Dehydrodiconiferyl alcohol

Dehydrodiconiferyl alcohol (DHCA) modulates the differentiation of Th17 and Th1 cells and suppresses experimental autoimmune encephalomyelitis.[Pubmed:26477735]

Mol Immunol. 2015 Dec;68(2 Pt B):434-44.

Dehydrodiconiferyl alcohol (DHCA), originally isolated from the stems of Cucurbita moschata, has previously been shown to exhibit anti-adipogenic and anti-lipogenic effects in 3T3-L1 cells and primary mouse embryonic fibroblasts (MEFs) (Lee et al., 2012). Here, we investigated whether synthetic DHCA could suppress the CD4 T helper 17 (Th17)-mediated production of the interleukin (IL)-17 protein. The results from RT-qPCR suggest that DHCA-mediated down-regulation of IL-17 occurred at the transcriptional level by suppressing the expression of RAR-related orphan receptor (ROR)gammat, the master transcription factor involved in the differentiation of Th17 cells. Furthermore, such inhibition was mediated by the suppression of NF-kappaB activity.
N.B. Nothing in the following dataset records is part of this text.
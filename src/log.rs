// src/log.rs
//
// Leveled append-only file log. Operator-facing progress goes through
// `progress::Progress`; this is for after-the-fact debugging.

use std::fs::{self, OpenOptions};
use std::io::Write;
use std::path::{Path, PathBuf};
use std::sync::{Mutex, OnceLock};
use std::time::Instant;

#[derive(Clone, Copy, Debug, PartialEq, Eq, PartialOrd, Ord)]
pub enum Level {
    Debug,
    Info,
    Error,
}

impl Level {
    fn tag(self) -> &'static str {
        match self {
            Level::Debug => "DEBUG",
            Level::Info => "INFO",
            Level::Error => "ERROR",
        }
    }
}

struct Sink {
    path: Option<PathBuf>,
    min: Level,
}

static SINK: Mutex<Sink> = Mutex::new(Sink { path: None, min: Level::Info });
static START: OnceLock<Instant> = OnceLock::new();

fn start() -> Instant {
    *START.get_or_init(Instant::now)
}

fn fmt_elapsed(ms: u128) -> String {
    let total_ms = ms as u64;
    let h = total_ms / 3_600_000;
    let m = (total_ms % 3_600_000) / 60_000;
    let s = (total_ms % 60_000) / 1_000;
    let ms = total_ms % 1_000;
    format!("{h:02}:{m:02}:{s:02}.{ms:03}")
}

/// Point the log at `path` (parent dirs created) and set the lowest level written.
/// Until this is called nothing is written.
pub fn init(path: &Path, min: Level) {
    if let Some(parent) = path.parent() {
        if !parent.as_os_str().is_empty() {
            let _ = fs::create_dir_all(parent);
        }
    }
    start();
    if let Ok(mut sink) = SINK.lock() {
        sink.path = Some(path.to_path_buf());
        sink.min = min;
    }
}

pub fn write_log(level: Level, msg: &str) {
    let Ok(sink) = SINK.lock() else { return };
    if level < sink.min {
        return;
    }
    let Some(path) = sink.path.as_ref() else { return };

    let elapsed = fmt_elapsed(start().elapsed().as_millis());
    let line = format!("[{elapsed}][{}] {msg}\n", level.tag());

    // Lock is still held here, so concurrent workers never interleave lines.
    if let Ok(mut file) = OpenOptions::new().create(true).append(true).open(path) {
        let _ = file.write_all(line.as_bytes());
    }
}

/// Info-level logging
#[macro_export]
macro_rules! logf {
    ($($arg:tt)*) => {
        $crate::log::write_log($crate::log::Level::Info, &format!($($arg)*))
    };
}

/// Debug-level logging
#[macro_export]
macro_rules! logd {
    ($($arg:tt)*) => {
        $crate::log::write_log($crate::log::Level::Debug, &format!($($arg)*))
    };
}

/// Error-level logging
#[macro_export]
macro_rules! loge {
    ($($arg:tt)*) => {
        $crate::log::write_log($crate::log::Level::Error, &format!($($arg)*))
    };
}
DHCA also inhibited the Th1-mediated production of interferon (IFN) gamma by controlling the expression of a key transcription factor known to regulate the production of this cytokine, T-bet. In the mouse experimental autoimmune encephalomyelitis (EAE) model, DHCA showed significant therapeutic effects by inhibiting the infiltration of immune cells into the spinal cords, decreasing the differentiation of pathogenic Th17 and Th1 cells, suppressing the expression of various pro-inflammatory cytokines, and eventually ameliorating the clinical symptoms of EAE mice. Taken together, our data indicate that DHCA may be a potential candidate as an agent for the control of Th17 and Th1-mediated inflammatory diseases.
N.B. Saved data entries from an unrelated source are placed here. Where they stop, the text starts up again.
// tests/extract_bulletin.rs
mod common;

use bulletin_plot::bulletin::CategoryDate;
use bulletin_plot::extract::{decode, Extractor};
use common::{bulletin_page, ymd};

#[test]
fn two_tables_give_final_action_then_filing() {
    let doc = r#"
        <table>
          <tr><td>Employment-Based</td><td>CHINA</td><td>INDIA</td><td>MEXICO</td><td>PHILIPPINES</td></tr>
          <tr><td>1st</td><td>C</td><td>15JAN24</td><td>C</td><td>C</td></tr>
        </table>
        <table>
          <tr><td>Employment-Based</td><td>CHINA</td><td>INDIA</td><td>MEXICO</td><td>PHILIPPINES</td></tr>
          <tr><td>1st</td><td>C</td><td>01FEB24</td><td>C</td><td>C</td></tr>
        </table>
    "#;
    let (fa, f) = Extractor::default().extract(doc, ymd(2024, 3, 1));
    assert_eq!(fa.date(), Some(ymd(2024, 1, 15)));
    assert_eq!(f.date(), Some(ymd(2024, 2, 1)));
}

#[test]
fn realistic_page_skips_family_table() {
    let doc = bulletin_page("01FEB22", "01APR23");
    let (fa, f) = Extractor::default().extract(&doc, ymd(2025, 1, 1));
    assert_eq!(fa, CategoryDate::Dated(ymd(2022, 2, 1)));
    assert_eq!(f, CategoryDate::Dated(ymd(2023, 4, 1)));
}

#[test]
fn current_resolves_to_bulletin_date() {
    let doc = bulletin_page("C", "C");
    let bd = ymd(2023, 5, 1);
    let (fa, f) = Extractor::default().extract(&doc, bd);
    assert_eq!(fa.date(), Some(bd));
    assert_eq!(f.date(), Some(bd));
}

#[test]
fn slots_are_independent() {
    let doc = bulletin_page("U", "01JUN22");
    let (fa, f) = Extractor::default().extract(&doc, ymd(2024, 7, 1));
    assert_eq!(fa, CategoryDate::Unavailable);
    assert_eq!(f, CategoryDate::Dated(ymd(2022, 6, 1)));
}

#[test]
fn malformed_cells_degrade_to_unavailable() {
    let doc = bulletin_page("15/01/2024", "see note");
    let (fa, f) = Extractor::default().extract(&doc, ymd(2024, 3, 1));
    assert_eq!(fa, CategoryDate::Unavailable);
    assert_eq!(f, CategoryDate::Unavailable);
}

#[test]
fn documents_without_usable_tables() {
    let bd = ymd(2024, 3, 1);
    let ex = Extractor::default();

    let no_tables = "<html><body><h1>Page not found</h1></body></html>";
    assert_eq!(ex.extract(no_tables, bd), (CategoryDate::Unavailable, CategoryDate::Unavailable));

    let no_india = r#"
        <table><tr><td>Employment-Based</td><td>CHINA</td><td>MEXICO</td></tr>
               <tr><td>1st</td><td>C</td><td>C</td></tr></table>
        <table><tr><td>Family</td><td>All Areas</td></tr>
               <tr><td>1st</td><td>01JAN20</td></tr></table>
    "#;
    assert_eq!(ex.extract(no_india, bd), (CategoryDate::Unavailable, CategoryDate::Unavailable));

    assert_eq!(ex.extract("", bd), (CategoryDate::Unavailable, CategoryDate::Unavailable));
    assert_eq!(ex.extract("<table><tr></tr><tr><td>", bd), (CategoryDate::Unavailable, CategoryDate::Unavailable));
    assert_eq!(ex.extract("\u{0}\u{feff}<<<>>>", bd), (CategoryDate::Unavailable, CategoryDate::Unavailable));
}

#[test]
fn single_matching_table_pads_filing() {
    let doc = r#"
        <table><tr><td>Employment-Based</td><td>INDIA</td></tr>
               <tr><td>1st</td><td>01MAR21</td></tr></table>
    "#;
    let (fa, f) = Extractor::default().extract(doc, ymd(2024, 3, 1));
    assert_eq!(fa, CategoryDate::Dated(ymd(2021, 3, 1)));
    assert_eq!(f, CategoryDate::Unavailable);
}

#[test]
fn every_month_abbreviation_decodes() {
    let bd = ymd(2024, 1, 1);
    let months = ["JAN", "FEB", "MAR", "APR", "MAY", "JUN", "JUL", "AUG", "SEP", "OCT", "NOV", "DEC"];
    for (i, m) in months.iter().enumerate() {
        for (day, yy) in [(1u32, 15i32), (28, 24)] {
            let code = format!("{day:02}{m}{yy:02}");
            assert_eq!(
                decode(&code, bd),
                CategoryDate::Dated(ymd(2000 + yy, i as u32 + 1, day)),
                "code {code}"
            );
        }
    }
}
Dehydrodiconiferyl alcohol suppresses monocyte adhesion to endothelial cells by attenuation of JNK signaling pathway.[Pubmed:26271597]
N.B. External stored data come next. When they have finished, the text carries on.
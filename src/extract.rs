// src/extract.rs
//
// Pulls one category/country cutoff (EB1 India by default) out of a bulletin page.
//
// Bulletins are loosely structured HTML with several cutoff tables. The page
// layout is the only thing telling the tables apart: the final action table
// comes before the dates-for-filing table. So:
//
//   1. Walk tables in document order.
//   2. Header row (first row): find the column whose text contains the column label.
//      No such column → the table is skipped.
//   3. Body rows: the first row whose first cell equals the row label holds the code.
//      No such row, or the row is too short → the table is skipped.
//   4. Each code found fills the next slot (see `ExtractOptions::slots`); stop at two.
//
// Nothing in here fails. Anything unexpected degrades to `CategoryDate::Unavailable`.

use chrono::NaiveDate;

use crate::bulletin::{CategoryDate, DateKind, Month};
use crate::config::options::ExtractOptions;
use crate::core::html::{self, Table};
use crate::core::sanitize::{contains_ci, equals_ci};

/// Code printed when there is no backlog.
pub const CURRENT: &str = "C";
/// Code printed when no visas are available.
pub const UNAVAILABLE: &str = "U";
/// Two-digit years from here up are read as 19xx.
const YY_PIVOT: i32 = 69;

#[derive(Clone, Debug)]
pub struct Extractor {
    column_label: String,
    row_label: String,
    slots: [DateKind; 2],
}

impl Default for Extractor {
    fn default() -> Self {
        Self::new(&ExtractOptions::default())
    }
}

impl Extractor {
    pub fn new(opts: &ExtractOptions) -> Self {
        Self {
            column_label: opts.column_label.clone(),
            row_label: opts.row_label.clone(),
            slots: opts.slots,
        }
    }

    /// Returns `(final_action, filing)` for one bulletin page.
    /// `bulletin_date` is what a "C" (current) code resolves to.
    pub fn extract(&self, doc: &str, bulletin_date: NaiveDate) -> (CategoryDate, CategoryDate) {
        self.extract_tables(&html::tables(doc), bulletin_date)
    }

    /// Same as `extract`, on tables that are already parsed.
    pub fn extract_tables(&self, tables: &[Table], bulletin_date: NaiveDate) -> (CategoryDate, CategoryDate) {
        let found: Vec<CategoryDate> = tables
            .iter()
            .filter_map(|t| self.read_code(t))
            .take(self.slots.len())
            .map(|code| decode(code, bulletin_date))
            .collect();

        let mut final_action = CategoryDate::Unavailable;
        let mut filing = CategoryDate::Unavailable;
        for (kind, value) in self.slots.iter().zip(found) {
            match kind {
                DateKind::FinalAction => final_action = value,
                DateKind::Filing => filing = value,
            }
        }
        logd!("Extract: {bulletin_date} final_action={final_action} filing={filing}");
        (final_action, filing)
    }

    /// Raw code at (row label, column label), if this table has both.
    fn read_code<'t>(&self, table: &'t Table) -> Option<&'t str> {
        let col = table
            .header()?
            .iter()
            .position(|h| contains_ci(h, &self.column_label))?;

        let row = table
            .body()
            .iter()
            .find(|r| r.first().is_some_and(|c| equals_ci(c, &self.row_label)))?;

        row.get(col).map(|c| c.trim())
    }
}

/// Decode one cell: "C" → current (the bulletin date), "U" → unavailable,
/// `DDMONYY` → that date, anything else → unavailable.
pub fn decode(code: &str, bulletin_date: NaiveDate) -> CategoryDate {
    match code {
        CURRENT => CategoryDate::Current(bulletin_date),
        UNAVAILABLE => CategoryDate::Unavailable,
        other => match parse_compact_date(other) {
            Some(d) => CategoryDate::Dated(d),
            None => {
                logd!("Extract: Unrecognized code '{other}'");
                CategoryDate::Unavailable
            }
        },
    }
}

/// `15JAN24` style: two-digit day, three-letter month (any case), two-digit year.
/// Years `69..=99` are 19xx, `00..=68` are 20xx.
pub fn parse_compact_date(code: &str) -> Option<NaiveDate> {
    let b = code.as_bytes();
    if b.len() != 7 {
        return None;
    }
    let shape_ok = b[..2].iter().all(u8::is_ascii_digit)
        && b[2..5].iter().all(u8::is_ascii_alphabetic)
        && b[5..].iter().all(u8::is_ascii_digit);
    if !shape_ok {
        return None;
    }
    let day: u32 = code[..2].parse().ok()?;
    let month = Month::ALL
        .into_iter()
        .find(|m| m.name()[..3].eq_ignore_ascii_case(&code[2..5]))?;
    let yy: i32 = code[5..].parse().ok()?;
    let year = if yy >= YY_PIVOT { 1900 + yy } else { 2000 + yy };
    NaiveDate::from_ymd_opt(year, month.number(), day)
}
Biochem Biophys Res Commun. 2015 Sep 25;465(3):408-13.

Several clinical studies have shown that the intake of aged garlic extract improves endothelial dysfunction. Lignan compounds, (+)-(2S,3R)-Dehydrodiconiferyl alcohol (DDC) and (-)-(2R,3S)-dihydroDehydrodiconiferyl alcohol (DDDC), have been isolated as antioxidants in aged garlic extract. There is evidence showing the importance of oxidative stress in endothelial dysfunction. In the present study, we examined whether DDC and DDDC enhance endothelial cell function in vitro. Cell adhesion assay was performed using THP-1 monocyte and human umbilical vein endothelial cells (HUVECs) which were activated by lipopolysaccharide (LPS) or advanced glycation end products (AGEs)-BSA. Cellular ELISA method was used for the evaluation of vascular cell adhesion molecule 1 (VCAM-1) expression on HUVECs. DDC and DDDC suppressed the adhesion of THP-1 to HUVECs which was activated by LPS or AGEs-BSA. DDC and DDDC also inhibited VCAM-1 expression induced by LPS or AGEs-BSA, but DDDC was less effective than DDC. In addition, the inhibitory effect of DDC on VCAM-1 expression involved suppressing JNK/c-Jun pathway rather than NF-kappaB pathway. DDC has an inhibitory effect on VCAM-1 expression via JNK pathway in endothelial cells and therefore may serve as a novel pharmacological agent to improve endothelial dysfunction.